“Until the end of my days, and beyond…”

*Be warned that this piece contains spoilers of the HIMYM finale*

“Are we being punished or something?” “Dad, is this gonna take a while?” These are normal questions to ask when your father sits you down to tell a story about your dead mother, right? These were the words of Luke and Penny Mosby in How I Met Your Mother’s pilot nine years ago. Following the finale’s revelation of the mother’s fate, the actions of Ted Mosby’s have led to one thing, outside of any issues that may be had with other decisions, being clear: Ted Mosby’s children are terrible people.

Perhaps all the more revolting than their seeming indifference to their father telling them the story of how he met their dead mother was their reaction at the end of the story. After Ted finishes the story, the children, smirking, tell their father that they see through him, and that the story was clearly not about their mother, that the story was about Ted’s love undying love for their “aunt” Robin. They smirk as if there’s nothing wrong with that. They encourage him to pursue Robin as if it’s okay that the story they thought they were being told was in all reality a selfish disguise for the narrator’s own wants.

In a way, we, the viewers, are Penny and Luke, and Ted is Carter Bays and Craig Thomas, HIMYM’s creators and main writers, but there is one big difference: most of us are not sitting here, smirking at this twist ending. For nine years, How I Met Your Mother aired, leading us all along, having us think that what we were seeing was just another piece in the puzzle of how Ted Mosby came to meet the woman we would later come to know as Tracy McConnell. That’s what kept us watching, through the good times and the bad. People don’t just watch terrible episodes like “Who Wants to Be a Godparent?” or “Zoo or False” for fun, they do it because they realise that these are blips in a greater tapestry, an epic love story that leads to a great pay-off.
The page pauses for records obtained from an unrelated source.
use crate::config::AUTH_DISABLED_SENTINEL;
use crate::error::GatewayError;
use axum::http::HeaderMap;

/// Shared bearer-key check. An unset key, or the legacy value `"1"`, turns
/// enforcement off.
#[derive(Clone, Debug)]
pub struct AuthState {
    master_key: Option<String>,
}

impl AuthState {
    pub fn new(master_key: Option<String>) -> Self {
        let master_key = master_key
            .map(|key| key.trim().to_string())
            .filter(|key| !key.is_empty() && key != AUTH_DISABLED_SENTINEL);
        Self { master_key }
    }

    pub fn enabled(&self) -> bool {
        self.master_key.is_some()
    }

    pub fn authorize(&self, headers: &HeaderMap) -> Result<(), GatewayError> {
        let Some(expected) = self.master_key.as_deref() else {
            return Ok(());
        };
        let token = headers
            .get(axum::http::header::AUTHORIZATION)
            .and_then(|value| value.to_str().ok())
            .and_then(|value| value.strip_prefix("Bearer "))
            .map(str::trim)
            .ok_or(GatewayError::Unauthorized)?;
        if token == expected {
            Ok(())
        } else {
            Err(GatewayError::Unauthorized)
        }
    }
}

#[cfg(test)]
mod tests {
    use super::*;
    use axum::http::HeaderValue;
    use axum::http::header::AUTHORIZATION;

    fn headers(auth: Option<&str>) -> HeaderMap {
        let mut map = HeaderMap::new();
        if let Some(value) = auth {
            map.insert(AUTHORIZATION, HeaderValue::from_str(value).unwrap());
        }
        map
    }

    #[test]
    fn sentinel_and_unset_disable_enforcement() {
        for key in [None, Some("1".to_string()), Some("  ".to_string())] {
            let auth = AuthState::new(key);
            assert!(!auth.enabled());
            assert!(auth.authorize(&headers(None)).is_ok());
            assert!(auth.authorize(&headers(Some("Bearer anything"))).is_ok());
        }
    }

    #[test]
    fn configured_key_is_enforced() {
        let auth = AuthState::new(Some("sk-master".to_string()));
        assert!(auth.enabled());
        assert!(auth.authorize(&headers(Some("Bearer sk-master"))).is_ok());
        assert!(matches!(
            auth.authorize(&headers(Some("Bearer wrong"))),
            Err(GatewayError::Unauthorized)
        ));
        assert!(auth.authorize(&headers(Some("sk-master"))).is_err());
        assert!(auth.authorize(&headers(None)).is_err());
    }
}
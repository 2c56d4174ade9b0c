use crate::dispatch::Dispatched;
use crate::upstream::UpstreamFailure;
use serde::{Deserialize, Serialize};

#[derive(Debug, Clone, Serialize, Deserialize, PartialEq, Eq)]
pub struct ImageGenerationResponse {
    pub id: String,
    pub object: String,
    pub created: i64,
    pub model: String,
    pub account_used: u32,
    pub data: Vec<ImageData>,
}

#[derive(Debug, Clone, Serialize, Deserialize, PartialEq, Eq)]
pub struct ImageData {
    pub b64_json: String,
    pub prompt: String,
    pub revised_prompt: String,
}

pub fn assemble_success(
    dispatched: Dispatched,
    prompt: &str,
    model: &str,
) -> ImageGenerationResponse {
    assemble_success_with(
        dispatched,
        prompt,
        model,
        uuid::Uuid::new_v4().to_string(),
        chrono::Utc::now().timestamp(),
    )
}

pub fn assemble_success_with(
    dispatched: Dispatched,
    prompt: &str,
    model: &str,
    id: String,
    created: i64,
) -> ImageGenerationResponse {
    ImageGenerationResponse {
        id,
        object: "image.generation".to_string(),
        created,
        model: model.to_string(),
        account_used: dispatched.account_used,
        data: vec![ImageData {
            b64_json: dispatched.image,
            prompt: prompt.to_string(),
            revised_prompt: prompt.to_string(),
        }],
    }
}

/// Error text for a pool in which every account was rate limited. Always
/// names the attempted accounts.
pub fn exhausted_message(attempted: &[u32], last_error: Option<&UpstreamFailure>) -> String {
    let tried = attempted
        .iter()
        .map(u32::to_string)
        .collect::<Vec<_>>()
        .join(", ");
    let last = last_error
        .map(|err| err.message.as_str())
        .unwrap_or("no account was attempted");
    format!("All accounts are rate limited or out of quota (tried accounts: [{tried}]). Last error: {last}")
}
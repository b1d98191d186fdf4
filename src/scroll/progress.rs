use crate::foundation::{
    core::{Rect, Size, Vec2},
    math::clamp01,
};

/// Which stretch of scrolling maps onto progress 0..1.
#[derive(Clone, Copy, Debug, Default, PartialEq, Eq, serde::Serialize, serde::Deserialize)]
#[serde(rename_all = "snake_case")]
pub enum ScrollWindow {
    /// 0 when the container's top meets the viewport bottom, 1 when it reaches the viewport
    /// center. Reveal-on-scroll.
    Reveal,
    /// 0 when the container's top meets the viewport top, 1 when its bottom meets the viewport
    /// bottom. Pin-and-scrub over the container's full height.
    #[default]
    FullTraverse,
}

/// Progress of `container` (viewport-relative bounding box) within `window`, clamped to [0, 1].
pub fn scroll_progress(window: ScrollWindow, container: Rect, viewport_height: f64) -> f64 {
    let (travelled, distance) = match window {
        ScrollWindow::Reveal => (viewport_height - container.y0, viewport_height / 2.0),
        ScrollWindow::FullTraverse => (-container.y0, container.height() - viewport_height),
    };
    if distance.is_nan() || distance <= 0.0 {
        return 0.0;
    }
    clamp01(travelled / distance)
}

/// Tracks a container laid out in document coordinates and maps scroll offsets to progress.
#[derive(Clone, Debug)]
pub struct ScrollProgressMapper {
    window: ScrollWindow,
    container: Rect,
    viewport: Size,
    scroll_y: f64,
    progress: f64,
}

impl ScrollProgressMapper {
    pub fn new(window: ScrollWindow, container: Rect, viewport: Size) -> Self {
        let mut mapper = Self {
            window,
            container,
            viewport,
            scroll_y: 0.0,
            progress: 0.0,
        };
        mapper.recompute();
        mapper
    }

    pub fn window(&self) -> ScrollWindow {
        self.window
    }

    pub fn progress(&self) -> f64 {
        self.progress
    }

    pub fn scroll_y(&self) -> f64 {
        self.scroll_y
    }

    /// Container box relative to the viewport at the current scroll offset.
    pub fn container_in_viewport(&self) -> Rect {
        self.container - Vec2::new(0.0, self.scroll_y)
    }

    /// Scroll offsets at which progress leaves 0 and reaches 1.
    pub fn scroll_range(&self) -> (f64, f64) {
        let c = self.container;
        let vh = self.viewport.height;
        match self.window {
            ScrollWindow::Reveal => (c.y0 - vh, c.y0 - vh / 2.0),
            ScrollWindow::FullTraverse => (c.y0, c.y1 - vh),
        }
    }

    pub fn on_scroll(&mut self, scroll_y: f64) -> f64 {
        self.scroll_y = scroll_y;
        self.recompute()
    }

    pub fn on_resize(&mut self, viewport: Size, container: Rect) -> f64 {
        self.viewport = viewport;
        self.container = container;
        self.recompute()
    }

    fn recompute(&mut self) -> f64 {
        self.progress = scroll_progress(
            self.window,
            self.container_in_viewport(),
            self.viewport.height,
        );
        self.progress
    }
}

#[cfg(test)]
#[path = "../../tests/unit/scroll/progress.rs"]
mod tests;
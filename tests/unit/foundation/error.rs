use super::*;

#[test]
fn display_prefixes_are_stable() {
    assert!(
        ScrubError::validation("x")
            .to_string()
            .contains("validation error:")
    );
    assert!(ScrubError::load("x").to_string().contains("load error:"));
    assert!(ScrubError::render("x").to_string().contains("render error:"));
    assert!(
        ScrubError::serde("x")
            .to_string()
            .contains("serialization error:")
    );
}

#[test]
fn other_preserves_source() {
    let base = std::io::Error::other("boom");
    let err = ScrubError::Other(anyhow::Error::new(base));
    assert!(err.to_string().contains("boom"));
}

#[test]
fn serde_json_errors_map_to_serde_variant() {
    let err: ScrubError = serde_json::from_str::<u32>("nope").unwrap_err().into();
    assert!(matches!(err, ScrubError::Serde(_)));
}
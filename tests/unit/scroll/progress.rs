use super::*;

fn container() -> Rect {
    Rect::new(0.0, 2000.0, 1200.0, 5000.0)
}

fn viewport() -> Size {
    Size::new(1200.0, 1000.0)
}

#[test]
fn full_traverse_spans_container_height() {
    let mut m = ScrollProgressMapper::new(ScrollWindow::FullTraverse, container(), viewport());
    assert_eq!(m.on_scroll(0.0), 0.0);
    assert_eq!(m.on_scroll(2000.0), 0.0);
    assert_eq!(m.on_scroll(3000.0), 0.5);
    assert_eq!(m.on_scroll(4000.0), 1.0);
    assert_eq!(m.on_scroll(9000.0), 1.0);
}

#[test]
fn reveal_runs_from_bottom_edge_to_center() {
    let mut m = ScrollProgressMapper::new(ScrollWindow::Reveal, container(), viewport());
    assert_eq!(m.on_scroll(500.0), 0.0);
    assert_eq!(m.on_scroll(1000.0), 0.0);
    assert_eq!(m.on_scroll(1250.0), 0.5);
    assert_eq!(m.on_scroll(1500.0), 1.0);
    assert_eq!(m.on_scroll(4000.0), 1.0);
}

#[test]
fn resize_recomputes_without_scrolling() {
    let mut m = ScrollProgressMapper::new(ScrollWindow::FullTraverse, container(), viewport());
    m.on_scroll(3000.0);
    let p = m.on_resize(Size::new(1200.0, 2000.0), container());
    assert_eq!(p, 1.0);
    assert_eq!(m.progress(), 1.0);
    assert_eq!(m.scroll_y(), 3000.0);
}

#[test]
fn degenerate_windows_report_zero() {
    let short = Rect::new(0.0, 0.0, 100.0, 500.0);
    assert_eq!(scroll_progress(ScrollWindow::FullTraverse, short, 1000.0), 0.0);
    assert_eq!(scroll_progress(ScrollWindow::Reveal, short, 0.0), 0.0);
}

#[test]
fn container_in_viewport_shifts_by_scroll() {
    let mut m = ScrollProgressMapper::new(ScrollWindow::Reveal, container(), viewport());
    m.on_scroll(150.0);
    assert_eq!(m.container_in_viewport(), Rect::new(0.0, 1850.0, 1200.0, 4850.0));
    assert_eq!(m.window(), ScrollWindow::Reveal);
}

#[test]
fn window_deserializes_snake_case() {
    let w: ScrollWindow = serde_json::from_str("\"full_traverse\"").unwrap();
    assert_eq!(w, ScrollWindow::FullTraverse);
    let w: ScrollWindow = serde_json::from_str("\"reveal\"").unwrap();
    assert_eq!(w, ScrollWindow::Reveal);
}

#[test]
fn scroll_range_matches_window_edges() {
    let mut m = ScrollProgressMapper::new(ScrollWindow::FullTraverse, container(), viewport());
    assert_eq!(m.scroll_range(), (2000.0, 4000.0));
    let (start, end) = m.scroll_range();
    assert_eq!(m.on_scroll(start), 0.0);
    assert_eq!(m.on_scroll(end), 1.0);

    let m = ScrollProgressMapper::new(ScrollWindow::Reveal, container(), viewport());
    assert_eq!(m.scroll_range(), (1000.0, 1500.0));
}

#[test]
fn progress_at_window_start_is_positive_zero() {
    let top = Rect::new(0.0, 0.0, 100.0, 3000.0);
    let p = scroll_progress(ScrollWindow::FullTraverse, top, 1000.0);
    assert_eq!(p, 0.0);
    assert!(p.is_sign_positive());

    let m = ScrollProgressMapper::new(ScrollWindow::FullTraverse, top, Size::new(100.0, 1000.0));
    assert!(m.progress().is_sign_positive());
}
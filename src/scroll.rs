pub(crate) mod progress;
pub(crate) mod smooth;
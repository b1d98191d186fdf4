use std::{
    collections::HashMap,
    future::Future,
    path::{Path, PathBuf},
    sync::{Arc, RwLock},
};

use anyhow::Context;

use crate::foundation::error::{ScrubError, ScrubResult};

/// Where frame bytes come from.
///
/// `fetch` receives the identifier built by [`crate::SequenceSpec::frame_url`] and returns the
/// encoded image. Several fetches run concurrently within a batch.
pub trait FrameSource: Send + Sync + 'static {
    fn fetch(&self, url: &str) -> impl Future<Output = ScrubResult<Vec<u8>>> + Send;
}

/// Reads frames from the filesystem, resolving identifiers against `root`.
#[derive(Clone, Debug)]
pub struct FsFrameSource {
    root: PathBuf,
}

impl FsFrameSource {
    pub fn new(root: impl Into<PathBuf>) -> Self {
        Self { root: root.into() }
    }

    pub fn root(&self) -> &Path {
        &self.root
    }

    fn resolve(&self, url: &str) -> PathBuf {
        let rel = url.trim_start_matches("./");
        self.root.join(rel)
    }
}

impl FrameSource for FsFrameSource {
    async fn fetch(&self, url: &str) -> ScrubResult<Vec<u8>> {
        let path = self.resolve(url);
        let bytes = tokio::fs::read(&path)
            .await
            .with_context(|| format!("read frame '{}'", path.display()))?;
        Ok(bytes)
    }
}

/// In-memory frame source keyed by identifier.
#[derive(Clone, Debug, Default)]
pub struct MemoryFrameSource {
    frames: Arc<RwLock<HashMap<String, Arc<Vec<u8>>>>>,
}

impl MemoryFrameSource {
    pub fn new() -> Self {
        Self::default()
    }

    pub fn insert(&self, url: impl Into<String>, bytes: Vec<u8>) {
        let mut frames = self
            .frames
            .write()
            .unwrap_or_else(std::sync::PoisonError::into_inner);
        frames.insert(url.into(), Arc::new(bytes));
    }

    pub fn len(&self) -> usize {
        self.frames
            .read()
            .unwrap_or_else(std::sync::PoisonError::into_inner)
            .len()
    }

    pub fn is_empty(&self) -> bool {
        self.len() == 0
    }

    fn lookup(&self, url: &str) -> ScrubResult<Vec<u8>> {
        let frames = self
            .frames
            .read()
            .unwrap_or_else(std::sync::PoisonError::into_inner);
        frames
            .get(url)
            .map(|b| b.as_ref().clone())
            .ok_or_else(|| ScrubError::load(format!("no frame at '{url}'")))
    }
}

impl FrameSource for MemoryFrameSource {
    async fn fetch(&self, url: &str) -> ScrubResult<Vec<u8>> {
        self.lookup(url)
    }
}

#[cfg(test)]
#[path = "../../tests/unit/loader/source.rs"]
mod tests;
And there was a great pay-off, it just wasn’t the pay-off that Bays and Thomas expected us to appreciate the most. The undoubted star of the show’s patchy-at-best ninth season was Cristin Milioti, the actress who portrayed Tracy. Bays and Thomas clearly did not count on Milioti being the success that she was with her wit and endearing charm. Most of all, it’s safe to say they did not count on Milioti and Josh Radnor (Ted) having the palpable chemistry that was presented onscreen, a chemistry only rivalled by that shared between Neil Patrick Harris (Barney Stinson) and Cobie Smulders (Robin Scherbatsky). Yet, in roughly forty minutes of unbelievable viewing, Bays and Thomas did away with both of those couplings to preserve an ending they concocted seven years ago.

Art imitates life and life is unpredictable and cannot be set to a fixed ending. The end scene with Ted’s children was filmed during the show’s second season, meaning that Bays and Thomas always knew how the show would end. Obviously, they didn’t know at the time that the show would go onto be wildly successful in its post-Britney Spears era and that it would go on for a further seven seasons. At the time, they didn’t realise that Cristin Milioti would steal the show as the mother and that she would be fantastic with her co-star Radnor. The question has to be asked: why, when it became apparent that Milioti was a better mother than anyone could have dreamed of, did they not scrap their seven-year-old idea?

If Bays and Thomas insisted on the ending they had envisioned all those years ago being stuck with, then why did we have to endure a ninth season that was set over the weekend of Barney and Robin’s wedding? Why couldn’t we have at least been given the news that the mother was sick and would ultimately die in a better way? Ted casually mentions the fact that the mother got sick, with neither her illness nor the fact that she actually died explicitly mentioned. Of course, the children that he is telling the story to are well aware of the fact that their mother is dead, but surely, in this tale where Ted excruciatingly detailed his various sexual conquests to his children, he could spared some reflection for the death of his spouse.

Had the writers not gone with the awful idea of staging the last season over a weekend, we might have been given the opportunity to accept the mother’s death, to see some sense in the writing. What makes the scenario all the more infuriating is Barney and Robin’s decision to get a divorce; a startling 14 minutes into the two-part finale, after 22 episodes of the season took place at their wedding weekend.

The idea of Barney and Robin divorcing is not a terrible one; in fact it makes the most sense of the major decisions. Season five already showed us that they didn’t work as a couple, although the regression of Barney following his divorce was, again, infuriating. The problem is, again, that the marriage was treated as a massive deal, it had a whole season revolve around it, and it, like the mother, was killed off unceremoniously.

It is hard to believe that the people who wrote the first four seasons of the show, the scene where Barney meets his daughter, the haunting end scene of “The Time Travellers” or the scene where Ted and Tracy finally meet could honestly think that this is a satisfying ending. There’s nothing wrong with twist endings, but they have to at least make sense. Are we being punished?